__The data__:
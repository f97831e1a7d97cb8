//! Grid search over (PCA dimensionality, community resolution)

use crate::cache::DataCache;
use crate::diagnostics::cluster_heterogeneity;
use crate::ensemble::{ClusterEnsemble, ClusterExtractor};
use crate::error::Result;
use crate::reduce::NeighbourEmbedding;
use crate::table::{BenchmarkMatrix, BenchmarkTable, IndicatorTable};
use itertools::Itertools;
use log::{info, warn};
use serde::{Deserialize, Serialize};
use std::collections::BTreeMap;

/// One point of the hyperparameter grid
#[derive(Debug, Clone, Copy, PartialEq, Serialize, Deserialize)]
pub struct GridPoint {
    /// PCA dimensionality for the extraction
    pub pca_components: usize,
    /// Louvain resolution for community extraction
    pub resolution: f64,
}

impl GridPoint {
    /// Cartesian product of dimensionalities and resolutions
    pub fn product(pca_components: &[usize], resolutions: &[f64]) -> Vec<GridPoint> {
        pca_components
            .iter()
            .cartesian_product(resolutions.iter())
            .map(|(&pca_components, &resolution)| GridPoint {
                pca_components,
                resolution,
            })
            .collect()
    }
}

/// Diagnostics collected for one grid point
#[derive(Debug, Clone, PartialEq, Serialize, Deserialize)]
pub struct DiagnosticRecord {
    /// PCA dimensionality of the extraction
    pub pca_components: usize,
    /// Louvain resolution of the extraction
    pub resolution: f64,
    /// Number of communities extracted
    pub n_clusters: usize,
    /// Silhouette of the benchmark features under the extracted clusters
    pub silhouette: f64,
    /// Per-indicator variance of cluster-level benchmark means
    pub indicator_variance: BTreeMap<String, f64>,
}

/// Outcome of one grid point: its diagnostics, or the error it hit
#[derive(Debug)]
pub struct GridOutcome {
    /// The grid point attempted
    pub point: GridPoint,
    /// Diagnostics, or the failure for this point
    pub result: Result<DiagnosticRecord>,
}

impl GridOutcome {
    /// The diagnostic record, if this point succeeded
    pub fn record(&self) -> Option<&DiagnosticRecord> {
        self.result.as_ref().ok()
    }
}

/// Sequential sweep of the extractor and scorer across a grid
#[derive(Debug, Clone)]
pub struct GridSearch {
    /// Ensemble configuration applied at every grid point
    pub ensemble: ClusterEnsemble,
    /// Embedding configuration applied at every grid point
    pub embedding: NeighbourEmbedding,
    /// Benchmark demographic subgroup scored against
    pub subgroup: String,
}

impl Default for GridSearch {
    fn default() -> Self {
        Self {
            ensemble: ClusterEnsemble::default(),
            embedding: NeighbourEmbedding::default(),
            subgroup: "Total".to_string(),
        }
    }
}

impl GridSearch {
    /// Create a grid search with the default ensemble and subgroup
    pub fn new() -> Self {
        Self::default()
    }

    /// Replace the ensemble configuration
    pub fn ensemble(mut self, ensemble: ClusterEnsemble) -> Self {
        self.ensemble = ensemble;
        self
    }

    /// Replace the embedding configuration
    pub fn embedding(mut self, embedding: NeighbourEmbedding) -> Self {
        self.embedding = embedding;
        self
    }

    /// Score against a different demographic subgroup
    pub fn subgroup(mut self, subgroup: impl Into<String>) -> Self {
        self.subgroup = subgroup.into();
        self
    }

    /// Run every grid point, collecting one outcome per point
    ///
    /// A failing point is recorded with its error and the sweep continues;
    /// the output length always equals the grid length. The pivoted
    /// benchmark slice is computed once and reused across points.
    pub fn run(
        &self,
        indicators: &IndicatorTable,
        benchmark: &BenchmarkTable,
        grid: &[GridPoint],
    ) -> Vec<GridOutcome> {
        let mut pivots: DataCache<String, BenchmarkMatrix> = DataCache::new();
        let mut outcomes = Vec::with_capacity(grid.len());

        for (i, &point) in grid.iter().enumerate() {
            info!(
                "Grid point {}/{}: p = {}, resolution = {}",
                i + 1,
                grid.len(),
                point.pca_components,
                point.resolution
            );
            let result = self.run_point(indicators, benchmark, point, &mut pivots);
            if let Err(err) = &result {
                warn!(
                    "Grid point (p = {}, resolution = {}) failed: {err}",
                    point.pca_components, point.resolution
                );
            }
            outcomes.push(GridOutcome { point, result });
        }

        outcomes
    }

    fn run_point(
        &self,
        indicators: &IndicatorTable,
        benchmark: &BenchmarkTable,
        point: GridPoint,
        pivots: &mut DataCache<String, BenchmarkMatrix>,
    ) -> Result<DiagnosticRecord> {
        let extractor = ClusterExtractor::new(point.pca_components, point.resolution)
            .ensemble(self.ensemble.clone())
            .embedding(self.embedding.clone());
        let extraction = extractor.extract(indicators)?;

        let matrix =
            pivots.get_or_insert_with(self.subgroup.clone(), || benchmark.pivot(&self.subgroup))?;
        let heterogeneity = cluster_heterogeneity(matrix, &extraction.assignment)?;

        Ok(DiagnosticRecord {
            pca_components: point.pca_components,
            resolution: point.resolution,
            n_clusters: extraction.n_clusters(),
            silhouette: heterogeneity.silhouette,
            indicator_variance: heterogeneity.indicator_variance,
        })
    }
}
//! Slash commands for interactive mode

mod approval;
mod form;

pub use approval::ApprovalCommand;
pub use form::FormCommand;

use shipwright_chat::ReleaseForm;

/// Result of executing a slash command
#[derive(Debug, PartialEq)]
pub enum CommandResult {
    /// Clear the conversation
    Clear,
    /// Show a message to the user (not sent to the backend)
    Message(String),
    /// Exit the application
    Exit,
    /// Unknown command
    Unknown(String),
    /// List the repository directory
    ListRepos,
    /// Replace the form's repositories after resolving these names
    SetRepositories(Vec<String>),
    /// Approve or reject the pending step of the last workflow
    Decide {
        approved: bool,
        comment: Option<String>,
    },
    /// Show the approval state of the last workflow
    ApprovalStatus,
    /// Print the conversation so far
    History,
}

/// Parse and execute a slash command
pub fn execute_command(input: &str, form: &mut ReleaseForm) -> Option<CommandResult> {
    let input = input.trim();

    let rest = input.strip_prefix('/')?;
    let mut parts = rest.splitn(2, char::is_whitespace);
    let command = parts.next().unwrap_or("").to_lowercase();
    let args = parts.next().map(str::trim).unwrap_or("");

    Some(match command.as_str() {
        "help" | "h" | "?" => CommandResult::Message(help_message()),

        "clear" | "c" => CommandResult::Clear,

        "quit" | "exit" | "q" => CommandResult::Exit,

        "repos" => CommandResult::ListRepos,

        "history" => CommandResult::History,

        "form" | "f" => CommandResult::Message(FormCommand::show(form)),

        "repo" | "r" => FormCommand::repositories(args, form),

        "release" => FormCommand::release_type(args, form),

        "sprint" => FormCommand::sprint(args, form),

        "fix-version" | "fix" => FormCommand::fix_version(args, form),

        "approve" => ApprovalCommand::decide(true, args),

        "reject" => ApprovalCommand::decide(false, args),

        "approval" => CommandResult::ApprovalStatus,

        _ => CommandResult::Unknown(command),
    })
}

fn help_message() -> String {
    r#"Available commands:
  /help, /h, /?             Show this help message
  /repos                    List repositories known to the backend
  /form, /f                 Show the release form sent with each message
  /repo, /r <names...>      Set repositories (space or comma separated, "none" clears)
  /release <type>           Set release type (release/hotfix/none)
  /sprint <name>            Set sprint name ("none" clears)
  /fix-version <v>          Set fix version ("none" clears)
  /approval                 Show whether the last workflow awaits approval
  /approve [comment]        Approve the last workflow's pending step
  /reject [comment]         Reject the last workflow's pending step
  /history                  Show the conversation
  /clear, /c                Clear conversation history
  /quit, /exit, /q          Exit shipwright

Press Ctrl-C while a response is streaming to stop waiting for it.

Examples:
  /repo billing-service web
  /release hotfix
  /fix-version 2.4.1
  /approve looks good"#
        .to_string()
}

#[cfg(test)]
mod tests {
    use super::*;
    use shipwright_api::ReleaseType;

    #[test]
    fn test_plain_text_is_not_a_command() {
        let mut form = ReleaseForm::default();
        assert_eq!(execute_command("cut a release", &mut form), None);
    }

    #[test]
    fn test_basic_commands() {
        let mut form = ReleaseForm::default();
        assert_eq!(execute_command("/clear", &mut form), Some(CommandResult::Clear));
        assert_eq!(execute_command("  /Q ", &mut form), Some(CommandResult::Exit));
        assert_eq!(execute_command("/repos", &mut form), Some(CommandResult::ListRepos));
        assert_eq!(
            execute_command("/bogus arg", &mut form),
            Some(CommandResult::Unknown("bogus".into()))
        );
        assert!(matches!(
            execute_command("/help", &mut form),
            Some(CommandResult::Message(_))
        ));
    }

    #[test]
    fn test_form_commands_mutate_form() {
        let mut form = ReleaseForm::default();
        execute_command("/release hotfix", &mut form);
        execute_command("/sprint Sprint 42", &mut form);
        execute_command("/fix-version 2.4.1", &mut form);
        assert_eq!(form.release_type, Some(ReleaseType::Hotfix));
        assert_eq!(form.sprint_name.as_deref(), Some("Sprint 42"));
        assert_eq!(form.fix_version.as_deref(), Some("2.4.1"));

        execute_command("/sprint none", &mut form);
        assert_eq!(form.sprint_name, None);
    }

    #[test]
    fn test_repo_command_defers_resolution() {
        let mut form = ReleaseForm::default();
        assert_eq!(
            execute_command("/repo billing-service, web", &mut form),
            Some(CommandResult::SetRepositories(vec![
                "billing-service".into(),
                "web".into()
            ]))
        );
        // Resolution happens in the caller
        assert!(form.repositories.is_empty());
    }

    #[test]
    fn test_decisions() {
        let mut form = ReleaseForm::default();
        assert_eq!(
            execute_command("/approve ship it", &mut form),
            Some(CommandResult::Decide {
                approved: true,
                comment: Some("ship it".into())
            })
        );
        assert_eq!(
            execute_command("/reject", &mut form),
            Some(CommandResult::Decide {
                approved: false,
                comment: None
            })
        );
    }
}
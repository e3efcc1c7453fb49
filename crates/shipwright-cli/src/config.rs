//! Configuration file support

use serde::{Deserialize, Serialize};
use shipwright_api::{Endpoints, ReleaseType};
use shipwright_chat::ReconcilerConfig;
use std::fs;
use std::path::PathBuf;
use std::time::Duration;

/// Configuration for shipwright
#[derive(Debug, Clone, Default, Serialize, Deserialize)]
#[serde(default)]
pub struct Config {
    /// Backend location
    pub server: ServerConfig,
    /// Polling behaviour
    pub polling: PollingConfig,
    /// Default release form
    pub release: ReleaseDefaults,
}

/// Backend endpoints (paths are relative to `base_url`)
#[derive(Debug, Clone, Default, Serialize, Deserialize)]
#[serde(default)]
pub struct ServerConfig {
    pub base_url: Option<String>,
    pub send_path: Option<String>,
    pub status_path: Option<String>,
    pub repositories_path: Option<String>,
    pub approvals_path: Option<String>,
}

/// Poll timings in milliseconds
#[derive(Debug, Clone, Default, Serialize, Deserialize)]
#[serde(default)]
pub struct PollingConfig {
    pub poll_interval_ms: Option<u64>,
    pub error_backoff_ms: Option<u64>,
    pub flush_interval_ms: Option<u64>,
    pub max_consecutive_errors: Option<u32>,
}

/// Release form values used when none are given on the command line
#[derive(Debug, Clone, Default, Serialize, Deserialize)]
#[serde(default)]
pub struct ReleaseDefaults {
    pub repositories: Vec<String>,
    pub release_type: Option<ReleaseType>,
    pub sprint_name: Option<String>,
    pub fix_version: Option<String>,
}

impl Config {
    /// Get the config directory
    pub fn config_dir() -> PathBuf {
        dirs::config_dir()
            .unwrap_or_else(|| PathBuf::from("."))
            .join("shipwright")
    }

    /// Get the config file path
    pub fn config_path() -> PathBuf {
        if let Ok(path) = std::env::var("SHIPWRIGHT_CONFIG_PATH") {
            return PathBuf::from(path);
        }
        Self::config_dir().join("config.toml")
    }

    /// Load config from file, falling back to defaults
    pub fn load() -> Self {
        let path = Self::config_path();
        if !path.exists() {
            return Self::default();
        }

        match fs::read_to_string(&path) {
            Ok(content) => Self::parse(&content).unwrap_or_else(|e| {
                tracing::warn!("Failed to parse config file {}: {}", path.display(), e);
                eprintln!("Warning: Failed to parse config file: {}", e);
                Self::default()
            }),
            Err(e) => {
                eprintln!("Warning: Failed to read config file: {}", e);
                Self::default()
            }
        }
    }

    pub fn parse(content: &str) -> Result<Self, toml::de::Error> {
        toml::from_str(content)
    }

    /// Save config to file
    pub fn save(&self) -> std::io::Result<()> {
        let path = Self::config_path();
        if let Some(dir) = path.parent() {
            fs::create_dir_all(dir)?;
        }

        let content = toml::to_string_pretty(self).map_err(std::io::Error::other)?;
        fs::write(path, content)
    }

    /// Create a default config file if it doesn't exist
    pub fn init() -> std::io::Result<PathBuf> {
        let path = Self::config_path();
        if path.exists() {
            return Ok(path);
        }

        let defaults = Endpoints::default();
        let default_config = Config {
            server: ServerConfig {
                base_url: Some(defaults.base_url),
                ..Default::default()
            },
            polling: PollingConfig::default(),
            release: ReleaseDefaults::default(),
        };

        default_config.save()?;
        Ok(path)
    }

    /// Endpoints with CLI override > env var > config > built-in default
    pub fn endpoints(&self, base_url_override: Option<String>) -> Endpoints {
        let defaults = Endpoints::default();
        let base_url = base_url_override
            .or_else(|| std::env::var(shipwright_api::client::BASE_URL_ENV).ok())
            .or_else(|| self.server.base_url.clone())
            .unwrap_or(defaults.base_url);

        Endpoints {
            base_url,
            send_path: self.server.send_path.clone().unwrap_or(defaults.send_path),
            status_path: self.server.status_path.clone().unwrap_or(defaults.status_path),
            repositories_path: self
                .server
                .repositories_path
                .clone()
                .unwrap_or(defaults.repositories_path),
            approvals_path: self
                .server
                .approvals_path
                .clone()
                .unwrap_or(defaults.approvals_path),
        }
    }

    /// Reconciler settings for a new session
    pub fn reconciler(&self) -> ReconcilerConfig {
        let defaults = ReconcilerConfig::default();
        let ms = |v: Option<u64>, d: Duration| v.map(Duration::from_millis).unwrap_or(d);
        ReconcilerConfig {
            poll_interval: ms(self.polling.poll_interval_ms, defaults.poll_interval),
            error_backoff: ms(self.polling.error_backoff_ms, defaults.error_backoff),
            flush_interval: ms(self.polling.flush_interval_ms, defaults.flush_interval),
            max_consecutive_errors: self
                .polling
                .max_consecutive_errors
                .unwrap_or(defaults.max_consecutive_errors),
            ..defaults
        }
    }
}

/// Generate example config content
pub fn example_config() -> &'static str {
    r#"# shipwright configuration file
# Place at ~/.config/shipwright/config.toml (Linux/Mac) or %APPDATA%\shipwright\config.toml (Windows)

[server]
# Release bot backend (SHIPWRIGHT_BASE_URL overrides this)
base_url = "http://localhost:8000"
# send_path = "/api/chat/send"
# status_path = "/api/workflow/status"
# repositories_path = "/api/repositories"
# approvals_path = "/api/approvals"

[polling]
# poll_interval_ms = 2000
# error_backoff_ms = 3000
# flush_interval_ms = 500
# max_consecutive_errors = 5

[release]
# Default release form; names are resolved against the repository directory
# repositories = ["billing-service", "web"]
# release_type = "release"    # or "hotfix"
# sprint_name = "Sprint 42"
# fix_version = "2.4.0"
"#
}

__Work order__: Print the listing above from its first line through the line with "pub struct GridSearch", and stop there.

__Solution to this problem__:
repository f97831e1a7d97cb8
//! Grid search over (PCA dimensionality, community resolution)

use crate::cache::DataCache;
use crate::diagnostics::cluster_heterogeneity;
use crate::ensemble::{ClusterEnsemble, ClusterExtractor};
use crate::error::Result;
use crate::reduce::NeighbourEmbedding;
use crate::table::{BenchmarkMatrix, BenchmarkTable, IndicatorTable};
use itertools::Itertools;
use log::{info, warn};
use serde::{Deserialize, Serialize};
use std::collections::BTreeMap;

/// One point of the hyperparameter grid
#[derive(Debug, Clone, Copy, PartialEq, Serialize, Deserialize)]
pub struct GridPoint {
    /// PCA dimensionality for the extraction
    pub pca_components: usize,
    /// Louvain resolution for community extraction
    pub resolution: f64,
}

impl GridPoint {
    /// Cartesian product of dimensionalities and resolutions
    pub fn product(pca_components: &[usize], resolutions: &[f64]) -> Vec<GridPoint> {
        pca_components
            .iter()
            .cartesian_product(resolutions.iter())
            .map(|(&pca_components, &resolution)| GridPoint {
                pca_components,
                resolution,
            })
            .collect()
    }
}

/// Diagnostics collected for one grid point
#[derive(Debug, Clone, PartialEq, Serialize, Deserialize)]
pub struct DiagnosticRecord {
    /// PCA dimensionality of the extraction
    pub pca_components: usize,
    /// Louvain resolution of the extraction
    pub resolution: f64,
    /// Number of communities extracted
    pub n_clusters: usize,
    /// Silhouette of the benchmark features under the extracted clusters
    pub silhouette: f64,
    /// Per-indicator variance of cluster-level benchmark means
    pub indicator_variance: BTreeMap<String, f64>,
}

/// Outcome of one grid point: its diagnostics, or the error it hit
#[derive(Debug)]
pub struct GridOutcome {
    /// The grid point attempted
    pub point: GridPoint,
    /// Diagnostics, or the failure for this point
    pub result: Result<DiagnosticRecord>,
}

impl GridOutcome {
    /// The diagnostic record, if this point succeeded
    pub fn record(&self) -> Option<&DiagnosticRecord> {
        self.result.as_ref().ok()
    }
}

/// Sequential sweep of the extractor and scorer across a grid
#[derive(Debug, Clone)]
pub struct GridSearch {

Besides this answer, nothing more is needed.